[Saved data entries]
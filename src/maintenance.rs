//! Background maintenance: periodic sweeps over the gate's approval queue,
//! the cost guard's cache and batch collector, and dispatcher history.

use crate::{
    constants::MAINTENANCE_INTERVAL_SECS, cost_guard::CostGuard, dispatcher::Dispatcher,
    gate::DecisionGate,
};
use std::sync::Arc;
use tracing::{debug, info, warn};

/// One sweep across every component. Returns counts for observability.
pub async fn tick(
    gate: &DecisionGate,
    cost_guard: &CostGuard,
    dispatcher: &Dispatcher,
) -> (usize, usize, usize) {
    let expired = gate.cleanup_expired().await;
    if expired > 0 {
        info!("Maintenance: expired {expired} stale decisions");
    }

    let evicted = cost_guard.evict_expired().await;
    if evicted > 0 {
        info!("Maintenance: evicted {evicted} stale cache entries");
    }

    match cost_guard.flush_batch_queue().await {
        Ok(Some(outcome)) => {
            info!(
                "Maintenance: flushed batch of {} requests (saved ${:.4})",
                outcome.requests_processed, outcome.savings
            );
        }
        Ok(None) => {}
        Err(e) => warn!("Maintenance: batch flush failed: {e}"),
    }

    let swept = dispatcher.sweep_history().await;
    if swept > 0 {
        debug!("Maintenance: dropped {swept} old workflow records");
    }

    (expired, evicted, swept)
}

/// Periodic loop; runs until the process shuts down.
pub async fn run(
    gate: Arc<DecisionGate>,
    cost_guard: Arc<CostGuard>,
    dispatcher: Arc<Dispatcher>,
) {
    info!("Maintenance loop started (interval {MAINTENANCE_INTERVAL_SECS}s)");
    let mut interval =
        tokio::time::interval(std::time::Duration::from_secs(MAINTENANCE_INTERVAL_SECS));
    interval.tick().await; // first tick fires immediately; skip it

    loop {
        interval.tick().await;
        tick(&gate, &cost_guard, &dispatcher).await;
    }
}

## [REQUIRED ACTION]
Could you copy exactly the lines from the first line of the records above through the line containing "if expired >", both included, and nothing else?

## [RESPONSE]
filename src/maintenance.rs
//! Background maintenance: periodic sweeps over the gate's approval queue,
//! the cost guard's cache and batch collector, and dispatcher history.

use crate::{
    constants::MAINTENANCE_INTERVAL_SECS, cost_guard::CostGuard, dispatcher::Dispatcher,
    gate::DecisionGate,
};
use std::sync::Arc;
use tracing::{debug, info, warn};

/// One sweep across every component. Returns counts for observability.
pub async fn tick(
    gate: &DecisionGate,
    cost_guard: &CostGuard,
    dispatcher: &Dispatcher,
) -> (usize, usize, usize) {
    let expired = gate.cleanup_expired().await;
    if expired > 0 {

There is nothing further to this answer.